Synpromics Ltd has announced a new collaboration with University College London (UCL) to generate a range of synthetic gene promoters for the central nervous system to develop a gene therapy for Parkinson’s.

Gene therapy is an experimental technique that uses genes to treat or prevent disease. This technique may allow clinicians to treat a disorder by inserting a gene into a patient’s cells instead of using drugs or surgery. Researchers are testing several approaches to gene therapy, including:

Replacing a mutated gene that causes disease with a healthy copy of the gene.

Inactivating, or “knocking out,” a mutated gene that is functioning improperly.

Introducing a new gene into the body to help fight a disease.

Although gene therapy is a promising treatment option for a number of diseases including Parkinson's, the technique  is still under study to make sure that it will be safe and effective. Gene therapy is currently being tested only for diseases that have no other cures.

Synpromics works with leading clinicians focused on trying to develop cures for genetic diseases with significant unmet need, enabled by its innovative gene control technology, to improve human health.

The joint project between Synpromics and UCL will see the company develop novel gene promoters that specifically control the expression of therapeutic genes in different sub-populations of neurons. In the first instance, UCL will use these new gene switches to develop a gene therapy-based approach for the treatment of Young-Onset Parkinson’s disease.

Commenting on the collaboration, Dr Michael Roberts, Founder and Chief Scientific Officer of Synpromics stated: “Tightly controlling the therapeutic gene is an essential element in the development of any successful gene therapy and Synpromics’ technology offers the best means to achieve that control. This collaboration will allow the company to develop a gene therapy approach for a largely unmet clinical need, where tight gene control is an absolute requirement.

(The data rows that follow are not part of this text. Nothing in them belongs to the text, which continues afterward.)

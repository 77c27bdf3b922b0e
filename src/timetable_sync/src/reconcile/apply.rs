//! Insert the reference rows that did not match anything persisted.
//!
//! Every insert is a multi-row `INSERT ... RETURNING` that hands back the
//! natural-key columns next to the generated id, so results are matched to
//! wanted rows by key and not by position.

use std::collections::HashMap;

use diesel::{insert_into, prelude::*};

use crate::{
    config::NamedCfg,
    error::{ImportError, ImportResult},
    ids::{
        BuildingId, ClassroomId, CohortId, DayDefinitionId, PeriodId, SubjectId, TeacherId,
        TimetableId, WeekDefinitionId,
    },
    models::{
        NewBuilding, NewClassroom, NewCohort, NewDayDefinition, NewPeriod, NewSubject, NewTeacher,
        NewWeekDefinition,
    },
    reconcile::want::{WantedClassroom, WantedCohort},
    schema::{
        building, classroom, cohort, day_definition, period, subject, teacher, week_definition,
    },
};

/// Fails unless an insert returned exactly one row per value sent.
pub(crate) fn check_returned(
    entity: &'static str,
    expected: usize,
    returned: usize,
) -> ImportResult<()> {
    if expected == returned {
        Ok(())
    } else {
        Err(ImportError::StoreInvariant {
            entity,
            expected,
            returned,
        })
    }
}

/// Insert periods; returns ordinal → id.
pub fn periods(
    conn: &mut SqliteConnection,
    rows: &[(i32, NewPeriod)],
    chunk: usize,
) -> ImportResult<HashMap<i32, PeriodId>> {
    let mut out = HashMap::with_capacity(rows.len());
    for part in rows.chunks(chunk) {
        let values: Vec<NewPeriod> = part.iter().map(|(_, r)| r.clone()).collect();
        let got: Vec<(i32, i32)> = insert_into(period::table)
            .values(&values)
            .returning((period::ordinal, period::id))
            .get_results(conn)?;
        check_returned("period", values.len(), got.len())?;
        out.extend(got.into_iter().map(|(k, id)| (k, PeriodId(id))));
    }
    Ok(out)
}

/// Insert day definitions; returns name → id.
pub fn days(
    conn: &mut SqliteConnection,
    rows: &[(String, NewDayDefinition)],
    chunk: usize,
) -> ImportResult<HashMap<String, DayDefinitionId>> {
    let mut out = HashMap::with_capacity(rows.len());
    for part in rows.chunks(chunk) {
        let values: Vec<NewDayDefinition> = part.iter().map(|(_, r)| r.clone()).collect();
        let got: Vec<(String, i32)> = insert_into(day_definition::table)
            .values(&values)
            .returning((day_definition::name, day_definition::id))
            .get_results(conn)?;
        check_returned("day_definition", values.len(), got.len())?;
        out.extend(got.into_iter().map(|(k, id)| (k, DayDefinitionId(id))));
    }
    Ok(out)
}

/// Insert subjects; returns name → id.
pub fn subjects(
    conn: &mut SqliteConnection,
    rows: &[(String, NewSubject)],
    chunk: usize,
) -> ImportResult<HashMap<String, SubjectId>> {
    let mut out = HashMap::with_capacity(rows.len());
    for part in rows.chunks(chunk) {
        let values: Vec<NewSubject> = part.iter().map(|(_, r)| r.clone()).collect();
        let got: Vec<(String, i32)> = insert_into(subject::table)
            .values(&values)
            .returning((subject::name, subject::id))
            .get_results(conn)?;
        check_returned("subject", values.len(), got.len())?;
        out.extend(got.into_iter().map(|(k, id)| (k, SubjectId(id))));
    }
    Ok(out)
}

/// Insert teachers; returns (first, last) → id.
pub fn teachers(
    conn: &mut SqliteConnection,
    rows: &[((String, String), NewTeacher)],
    chunk: usize,
) -> ImportResult<HashMap<(String, String), TeacherId>> {
    let mut out = HashMap::with_capacity(rows.len());
    for part in rows.chunks(chunk) {
        let values: Vec<NewTeacher> = part.iter().map(|(_, r)| r.clone()).collect();
        let got: Vec<(String, String, i32)> = insert_into(teacher::table)
            .values(&values)
            .returning((teacher::first_name, teacher::last_name, teacher::id))
            .get_results(conn)?;
        check_returned("teacher", values.len(), got.len())?;
        out.extend(
            got.into_iter()
                .map(|(first, last, id)| ((first, last), TeacherId(id))),
        );
    }
    Ok(out)
}

/// Matches the configured building by name, creating it if absent.
/// Returns the id and whether it was created.
pub fn ensure_building(
    conn: &mut SqliteConnection,
    cfg: &NamedCfg,
) -> ImportResult<(BuildingId, bool)> {
    if let Some(id) = super::read::building(conn, &cfg.name)? {
        return Ok((id, false));
    }
    let got: Vec<i32> = insert_into(building::table)
        .values(&NewBuilding {
            name: &cfg.name,
            short: &cfg.short,
        })
        .returning(building::id)
        .get_results(conn)?;
    check_returned("building", 1, got.len())?;
    Ok((BuildingId(got[0]), true))
}

/// Insert classrooms into `building`; returns name → id.
pub fn classrooms(
    conn: &mut SqliteConnection,
    building: BuildingId,
    rows: &[(String, WantedClassroom)],
    chunk: usize,
) -> ImportResult<HashMap<String, ClassroomId>> {
    let mut out = HashMap::with_capacity(rows.len());
    for part in rows.chunks(chunk) {
        let values: Vec<NewClassroom> = part
            .iter()
            .map(|(name, r)| NewClassroom {
                name: name.clone(),
                short: r.short.clone(),
                capacity: r.capacity,
                building_id: building.get(),
            })
            .collect();
        let got: Vec<(String, i32)> = insert_into(classroom::table)
            .values(&values)
            .returning((classroom::name, classroom::id))
            .get_results(conn)?;
        check_returned("classroom", values.len(), got.len())?;
        out.extend(got.into_iter().map(|(k, id)| (k, ClassroomId(id))));
    }
    Ok(out)
}

/// Insert cohorts of `timetable`; returns name → id.
pub fn cohorts(
    conn: &mut SqliteConnection,
    timetable: TimetableId,
    rows: &[(String, WantedCohort)],
    chunk: usize,
) -> ImportResult<HashMap<String, CohortId>> {
    let mut out = HashMap::with_capacity(rows.len());
    for part in rows.chunks(chunk) {
        let values: Vec<NewCohort> = part
            .iter()
            .map(|(name, r)| NewCohort {
                timetable_id: timetable.get(),
                name: name.clone(),
                short: r.short.clone(),
                teacher_id: Some(r.teacher.get()),
            })
            .collect();
        let got: Vec<(String, i32)> = insert_into(cohort::table)
            .values(&values)
            .returning((cohort::name, cohort::id))
            .get_results(conn)?;
        check_returned("cohort", values.len(), got.len())?;
        out.extend(got.into_iter().map(|(k, id)| (k, CohortId(id))));
    }
    Ok(out)
}

/// Matches the configured week definition by name, creating it (with an
/// empty week list) if absent. Returns the id and whether it was created.
pub fn ensure_week(
    conn: &mut SqliteConnection,
    cfg: &NamedCfg,
) -> ImportResult<(WeekDefinitionId, bool)> {
    if let Some(id) = super::read::week(conn, &cfg.name)? {
        return Ok((id, false));
    }
    let got: Vec<i32> = insert_into(week_definition::table)
        .values(&NewWeekDefinition {
            name: &cfg.name,
            short: &cfg.short,
            weeks: "",
        })
        .returning(week_definition::id)
        .get_results(conn)?;
    check_returned("week_definition", 1, got.len())?;
    Ok((WeekDefinitionId(got[0]), true))
}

It also gives us the opportunity to work with UCL, one of the few world-leading institutions actively developing novel gene-based therapies.”

The collaboration is expected to last over 24 months with work being split equally between the two partners.

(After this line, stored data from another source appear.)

use std::fmt;

use indexmap::IndexMap;
use serde::Serialize;

use crate::{
    ids::{LessonId, TimetableId},
    lesson::{PersistOutcome, UnresolvedReference},
    reconcile::{EntityCount, ReferenceCounts, ReferenceMaps},
};

/// Lesson-level counts.
#[derive(Debug, Clone, Copy, Default, PartialEq, Eq, Serialize)]
pub struct LessonCount {
    /// Distinct lessons that already existed in the timetable.
    pub matched: usize,
    /// Lessons inserted.
    pub created: usize,
    /// Distinct lessons the run resolved to.
    pub total: usize,
    /// Schedule entries mapped onto a lesson.
    pub entries: usize,
}

/// What an import did, by entity class.
#[derive(Debug, Clone, PartialEq, Eq, Serialize)]
pub struct ImportSummary {
    /// Timetable created for the run.
    pub timetable: TimetableId,
    /// Periods.
    pub periods: EntityCount,
    /// Day definitions.
    pub days: EntityCount,
    /// Subjects.
    pub subjects: EntityCount,
    /// Teachers.
    pub teachers: EntityCount,
    /// Classrooms.
    pub classrooms: EntityCount,
    /// Cohorts.
    pub cohorts: EntityCount,
    /// The configured week definition (one row, matched or created).
    pub week: EntityCount,
    /// `<class>` elements skipped for lack of a supervising teacher.
    pub cohorts_skipped: usize,
    /// Lessons.
    pub lessons: LessonCount,
    /// Schedule entries missing day, subject or period.
    pub entries_sparse: usize,
    /// Schedule entries whose day, subject or period did not resolve.
    pub entries_unresolved: usize,
    /// Whether the run was rolled back on purpose.
    pub dry_run: bool,
}

impl ImportSummary {
    pub(crate) fn new(
        timetable: TimetableId,
        refs: &ReferenceCounts,
        persisted: &PersistOutcome,
        entries_sparse: usize,
        entries_unresolved: usize,
    ) -> Self {
        Self {
            timetable,
            periods: refs.periods,
            days: refs.days,
            subjects: refs.subjects,
            teachers: refs.teachers,
            classrooms: refs.classrooms,
            cohorts: refs.cohorts,
            week: EntityCount {
                matched: usize::from(!refs.week_created),
                created: usize::from(refs.week_created),
            },
            cohorts_skipped: refs.cohorts_skipped,
            lessons: LessonCount {
                matched: persisted.matched,
                created: persisted.created,
                total: persisted.matched + persisted.created,
                entries: persisted.lessons.len(),
            },
            entries_sparse,
            entries_unresolved,
            dry_run: false,
        }
    }
}

impl fmt::Display for ImportSummary {
    fn fmt(&self, f: &mut fmt::Formatter<'_>) -> fmt::Result {
        let state = if self.dry_run { "dry run, rolled back" } else { "committed" };
        writeln!(f, "timetable {} ({state})", self.timetable)?;
        for (label, c) in [
            ("periods", self.periods),
            ("days", self.days),
            ("subjects", self.subjects),
            ("teachers", self.teachers),
            ("classrooms", self.classrooms),
            ("cohorts", self.cohorts),
            ("week", self.week),
        ] {
            writeln!(f, "  {label:<11} matched {:>4}  created {:>4}", c.matched, c.created)?;
        }
        writeln!(
            f,
            "  {:<11} matched {:>4}  created {:>4}  total {}  entries {}",
            "lessons",
            self.lessons.matched,
            self.lessons.created,
            self.lessons.total,
            self.lessons.entries
        )?;
        write!(
            f,
            "  skipped     cohorts {}  sparse entries {}  unresolved entries {}",
            self.cohorts_skipped, self.entries_sparse, self.entries_unresolved
        )
    }
}

/// Summary plus the id mappings a library caller may want to keep.
#[derive(Debug, Clone)]
pub struct ImportReport {
    /// Counts.
    pub summary: ImportSummary,
    /// Source id → persisted id per reference class.
    pub maps: ReferenceMaps,
    /// Schedule entry index → lesson.
    pub lessons: IndexMap<usize, LessonId>,
    /// Entries dropped for an unresolved day, subject or period.
    pub unresolved: Vec<UnresolvedReference>,
}

#[cfg(test)]
mod tests {
    use super::*;

    fn sample() -> ImportSummary {
        let one = EntityCount { matched: 0, created: 1 };
        ImportSummary {
            timetable: TimetableId(1),
            periods: one,
            days: one,
            subjects: one,
            teachers: EntityCount { matched: 2, created: 1 },
            classrooms: one,
            cohorts: one,
            week: one,
            cohorts_skipped: 1,
            lessons: LessonCount { matched: 0, created: 1, total: 1, entries: 2 },
            entries_sparse: 3,
            entries_unresolved: 0,
            dry_run: false,
        }
    }

    #[test]
    fn renders_as_table() {
        insta::assert_snapshot!(sample(), @r"
        timetable 1 (committed)
          periods     matched    0  created    1
          days        matched    0  created    1
          subjects    matched    0  created    1
          teachers    matched    2  created    1
          classrooms  matched    0  created    1
          cohorts     matched    0  created    1
          week        matched    0  created    1
          lessons     matched    0  created    1  total 1  entries 2
          skipped     cohorts 1  sparse entries 3  unresolved entries 0
        ");
    }

    #[test]
    fn serializes_flat_counts() {
        let mut s = sample();
        s.dry_run = true;
        let v = serde_json::to_value(&s).unwrap();
        assert_eq!(v["timetable"], 1);
        assert_eq!(v["teachers"]["matched"], 2);
        assert_eq!(v["lessons"]["entries"], 2);
        assert_eq!(v["dry_run"], true);
        assert!(s.to_string().starts_with("timetable 1 (dry run, rolled back)"));
    }
}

“We are delighted to be working with the leaders in gene control, Synpromics Ltd, to develop gene therapy for Young-Onset Parkinson’s disease. Parkinson’s is the second most common untreatable progressive brain disease and novel therapeutic approaches are required. This collaboration allows us to develop tailor-made gene therapy vectors for untreatable brain disorders,” said Dr Simon Waddington (UCL Institute for Women's Health).